The Accuracy Test Bench (figure 1) is a mechanical representation of a single leg anatomy and developed with gauged femur and tibia bone models defining the anatomical landmark locations (pre-operative) and respective cut planes (post-operative) using removable bone pins. Three tibia and femur bone model sizes were used to represent the default (nominal), minimal and maximum parameters of the surgical system for a size 5 TKA implant (ATTUNE® Knee System) for a single trial per system.
The leg was aligned to 90° Flexion and 0°Varus/Valgus and landmarks were acquired to compute the surgical plan.
An optical measurement system, ARAMIS 4M Adjustable Base Camera, referred to as the DIC, was used to track the position of the saw blade of the surgical system to the cut planes of the bone models on the test bench. Tracking markers were placed on the bone models and scanned using the DIC and associated software (PONTOS Live). The CAD model of the scanned part was imported and tacked to the component. Theoretical cut planes were built on each of the cut plane surfaces of the models and coordinate systems were built on each plane. Tracking markers were placed on the saw handpiece and scanned, and the CAD was imported using the same method as the bone models. Four calibration points on the saw blade were probed using a custom probe and offset to create theoretical top and bottom saw blade planes. Coordinate systems were built on top and bottom blade planes for positional measurements. The linear deviations were then measured from the saw blade to the plane to the bone model. The angular deviation was measured between the normal of the saw blade and cut plane.
The surgical robot moved through 6 faceted cut positions (5 femoral, 1 tibial) according to its surgical cut plane position and the PONTOS Live software tracked the body of the saw and the bone models to calculate the linear distance and angular deviation (figure 2). The 5 femoral cuts were the Distal, Anterior, Posterior, Posterior Chamfer and Anterior Chamfer and the single Tibia cut was the Tibial resection.
A single trial was conducted for 5 systems using 3 bone model sizes (size 5 minimum, maximum, and nominal) with an overall pooled linear positional accuracy of 0.326 ±0.249 mm and pooled angular positional accuracy of 0.365± 0.611°. Where pooled denotes the combination of all systems and bone models. The five femoral and singular tibial resection presented the following linear and angular positional accuracies: Distal (0.334 ± 0.257mm and 0.172 ± 0.471°), Anterior (0.370 ± 0.240mm and 0.168 ± 0.879°), Posterior (0.366 ± 0.301mm and 0.526 ±0.701°), Posterior Chamfer (0.156 ± 0.182mm and 0.593 ± 0.461°), Anterior Chamfer (0.458 ± 0.233mm and 0.311 ± 0.676°) and Tibia (0.269 ± 0.184mm and 0.419 ± 0.224°) (figure 3).

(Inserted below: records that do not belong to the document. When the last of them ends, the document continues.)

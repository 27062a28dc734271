//! Buffering and addressing of non-contiguous body chunks.
//!
//! Body bytes arrive as separately-allocated chunks. The scanner addresses
//! them as one logical byte sequence: positions run from the first
//! unconsumed byte across every buffered chunk in order. [`SegmentQueue`]
//! owns the chunks and tracks consumption; the free functions below operate
//! on a borrowed `&[&[u8]]` view of that sequence.

use std::collections::VecDeque;

use memchr::memchr;

/// An ordered queue of body chunks with a consumed prefix.
///
/// Bytes are appended chunk-at-a-time and released front-to-back as the
/// scanner reports how much it consumed. The unconsumed remainder shrinks
/// monotonically within one read operation; a partial trailing token simply
/// stays queued until more data arrives.
#[derive(Debug, Default)]
pub struct SegmentQueue {
    segments: VecDeque<Vec<u8>>,
    /// Consumed prefix of the front segment.
    front_offset: usize,
    /// Total unconsumed bytes across all segments.
    len: usize,
}

impl SegmentQueue {
    /// Create an empty queue.
    #[must_use]
    pub fn new() -> Self {
        Self::default()
    }

    /// Append a chunk. Zero-length chunks are accepted and ignored.
    pub fn push(&mut self, chunk: Vec<u8>) {
        if chunk.is_empty() {
            return;
        }
        self.len += chunk.len();
        self.segments.push_back(chunk);
    }

    /// Total unconsumed bytes.
    #[must_use]
    pub fn len(&self) -> usize {
        self.len
    }

    /// Returns true if no unconsumed bytes remain.
    #[must_use]
    pub fn is_empty(&self) -> bool {
        self.len == 0
    }

    /// Borrow the unconsumed remainder as an ordered list of slices.
    #[must_use]
    pub fn slices(&self) -> Vec<&[u8]> {
        let mut out = Vec::with_capacity(self.segments.len());
        for (i, segment) in self.segments.iter().enumerate() {
            if i == 0 {
                out.push(&segment[self.front_offset..]);
            } else {
                out.push(segment.as_slice());
            }
        }
        out
    }

    /// Release `n` consumed bytes from the front.
    ///
    /// # Panics
    ///
    /// Panics if `n` exceeds the unconsumed length; the scanner never
    /// reports more than it was given.
    pub fn consume(&mut self, n: usize) {
        assert!(n <= self.len, "consumed past end of buffered data");
        self.len -= n;
        let mut remaining = n;
        while remaining > 0 {
            let Some(front) = self.segments.front() else {
                break;
            };
            let available = front.len() - self.front_offset;
            if remaining >= available {
                self.segments.pop_front();
                self.front_offset = 0;
                remaining -= available;
            } else {
                self.front_offset += remaining;
                remaining = 0;
            }
        }
    }
}

/// Total length of a chunk list.
#[must_use]
pub fn total_len(chunks: &[&[u8]]) -> usize {
    chunks.iter().map(|c| c.len()).sum()
}

/// Find a delimiter pattern in `[start, end)` of the logical sequence.
///
/// Matches are aligned: candidate positions step by the pattern width from
/// `start`, so a delimiter byte inside a wider code unit never matches.
/// `start` must itself be code-unit aligned, which holds because consumed
/// prefixes are always whole pairs.
#[must_use]
pub fn find_pattern(chunks: &[&[u8]], start: usize, end: usize, pattern: &[u8]) -> Option<usize> {
    if pattern.len() == 1 {
        // Single-byte code units: scan each chunk's overlap with the range.
        let byte = pattern[0];
        let mut base = 0;
        for chunk in chunks {
            let lo = start.max(base);
            let hi = end.min(base + chunk.len());
            if lo < hi {
                if let Some(i) = memchr(byte, &chunk[lo - base..hi - base]) {
                    return Some(lo + i);
                }
            }
            base += chunk.len();
            if base >= end {
                break;
            }
        }
        None
    } else {
        let mut unit = [0u8; 4];
        let mut pos = start;
        while pos + pattern.len() <= end {
            read_exact_at(chunks, pos, &mut unit[..pattern.len()]);
            if &unit[..pattern.len()] == pattern {
                return Some(pos);
            }
            pos += pattern.len();
        }
        None
    }
}

/// Borrow `[start, end)` as one slice if it lies within a single chunk.
#[must_use]
pub fn contiguous<'a>(chunks: &[&'a [u8]], start: usize, end: usize) -> Option<&'a [u8]> {
    let mut base = 0;
    for chunk in chunks {
        let next = base + chunk.len();
        if start >= base && end <= next {
            return Some(&chunk[start - base..end - base]);
        }
        if start < next {
            return None;
        }
        base = next;
    }
    // Only reachable for the empty range at the very end.
    (start == end).then_some(&[])
}

/// Copy `[start, end)` of the logical sequence into `out`.
pub fn copy_range(chunks: &[&[u8]], start: usize, end: usize, out: &mut Vec<u8>) {
    out.reserve(end - start);
    let mut base = 0;
    for chunk in chunks {
        let lo = start.max(base);
        let hi = end.min(base + chunk.len());
        if lo < hi {
            out.extend_from_slice(&chunk[lo - base..hi - base]);
        }
        base += chunk.len();
        if base >= end {
            break;
        }
    }
}

/// Read `buf.len()` bytes starting at `pos`, crossing chunk boundaries.
///
/// The caller guarantees the range is in bounds.
fn read_exact_at(chunks: &[&[u8]], pos: usize, buf: &mut [u8]) {
    let mut base = 0;
    let mut filled = 0;
    let end = pos + buf.len();
    for chunk in chunks {
        let lo = pos.max(base);
        let hi = end.min(base + chunk.len());
        if lo < hi {
            buf[filled..filled + (hi - lo)].copy_from_slice(&chunk[lo - base..hi - base]);
            filled += hi - lo;
        }
        base += chunk.len();
        if base >= end {
            break;
        }
    }
    debug_assert_eq!(filled, buf.len());
}
//! The async form read driver.

use log::{debug, trace};

use formpipe_core::{FormCollection, FormError, FormOptions, KeyValueAccumulator};

use crate::scanner::FormScanner;
use crate::segments::SegmentQueue;
use crate::source::ChunkSource;

/// Reads a complete `application/x-www-form-urlencoded` body from a
/// chunked source.
///
/// The reader drives one read operation: it buffers chunks as they arrive,
/// scans out every complete pair, releases consumed bytes, and suspends
/// only when it needs more data — never in the middle of a token. Partial
/// tokens stay buffered across suspension points.
///
/// [`read_form`](Self::read_form) consumes the reader, so cancelling the
/// read (dropping the future) discards accumulator and buffer state
/// outright; a cancelled read can never surface partial results.
///
/// # Example
///
/// ```
/// use formpipe::{BytesSource, FormReader};
///
/// # tokio::runtime::Builder::new_current_thread().build().unwrap().block_on(async {
/// let reader = FormReader::new(BytesSource::new("a=1&b=2&a=3"));
/// let form = reader.read_form().await?;
///
/// assert_eq!(form.get("a"), Some("1,3"));
/// assert_eq!(form.get("b"), Some("2"));
/// # Ok::<(), formpipe::FormError>(())
/// # }).unwrap();
/// ```
#[derive(Debug)]
pub struct FormReader<S> {
    source: S,
    options: FormOptions,
}

impl<S: ChunkSource> FormReader<S> {
    /// Create a reader with default options.
    #[must_use]
    pub fn new(source: S) -> Self {
        Self::with_options(source, FormOptions::default())
    }

    /// Create a reader with explicit options.
    #[must_use]
    pub fn with_options(source: S, options: FormOptions) -> Self {
        Self { source, options }
    }

    /// Returns the options this reader applies.
    #[must_use]
    pub fn options(&self) -> &FormOptions {
        &self.options
    }

    /// Read the whole body and return the final form collection.
    ///
    /// # Errors
    ///
    /// Returns [`FormError::ValueCountLimit`] or
    /// [`FormError::KeyOrValueLengthLimit`] when the body violates a
    /// configured quota, and [`FormError::Io`] when the source fails.
    /// Either way the read operation is over; none of the pairs decoded so
    /// far are returned.
    pub async fn read_form(mut self) -> Result<FormCollection, FormError> {
        let mut scanner = FormScanner::new(&self.options);
        let mut accumulator = KeyValueAccumulator::new(&self.options);
        let mut buffer = SegmentQueue::new();
        let mut body_bytes = 0usize;

        loop {
            let chunk = self.source.next_chunk().await?;
            let is_final = chunk.is_none();
            if let Some(chunk) = chunk {
                body_bytes += chunk.len();
                trace!(
                    "buffered {} body bytes ({} pending)",
                    chunk.len(),
                    buffer.len() + chunk.len()
                );
                buffer.push(chunk);
            }

            let consumed = {
                let slices = buffer.slices();
                scanner.parse_values(&slices, &mut accumulator, is_final)?
            };
            buffer.consume(consumed);

            if is_final {
                break;
            }
        }

        debug!(
            "form read complete: {} keys, {} values, {} body bytes",
            accumulator.key_count(),
            accumulator.value_count(),
            body_bytes
        );
        Ok(accumulator.results())
    }
}

#[cfg(test)]
mod tests {
    use super::*;
    use crate::source::BytesSource;

    #[tokio::test]
    async fn reads_single_chunk_body() {
        let form = FormReader::new(BytesSource::new("foo=bar&baz=boo"))
            .read_form()
            .await
            .unwrap();
        assert_eq!(form.get("foo"), Some("bar"));
        assert_eq!(form.get("baz"), Some("boo"));
    }

    #[tokio::test]
    async fn empty_body_yields_empty_form() {
        let form = FormReader::new(BytesSource::default())
            .read_form()
            .await
            .unwrap();
        assert!(form.is_empty());
    }

    #[tokio::test]
    async fn source_error_propagates() {
        struct FailingSource;
        impl ChunkSource for FailingSource {
            async fn next_chunk(&mut self) -> std::io::Result<Option<Vec<u8>>> {
                Err(std::io::Error::new(
                    std::io::ErrorKind::ConnectionReset,
                    "peer gone",
                ))
            }
        }

        let err = FormReader::new(FailingSource).read_form().await.unwrap_err();
        assert!(matches!(err, FormError::Io(_)));
    }
}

A novel test bench was created to allow for the evaluation of predetermined surgical plans to characterize the positional accuracy of the VELYS™ Robotic-Assisted Solution's end effector. The bench removes the user variability and landmark acquisition variability to directly assess the accuracy of the surgical system. When controlling for these variables, the system was found to be highly accurate with average linear and angular deviation of sub 1 mm and sub 1°.
The results of this study demonstrate the capabilities and accuracy of the VELYS Robotic-Assisted Solution to drive to specific defined points and gives confidence that given accurate data from the registration it will be highly accurate in clinical use.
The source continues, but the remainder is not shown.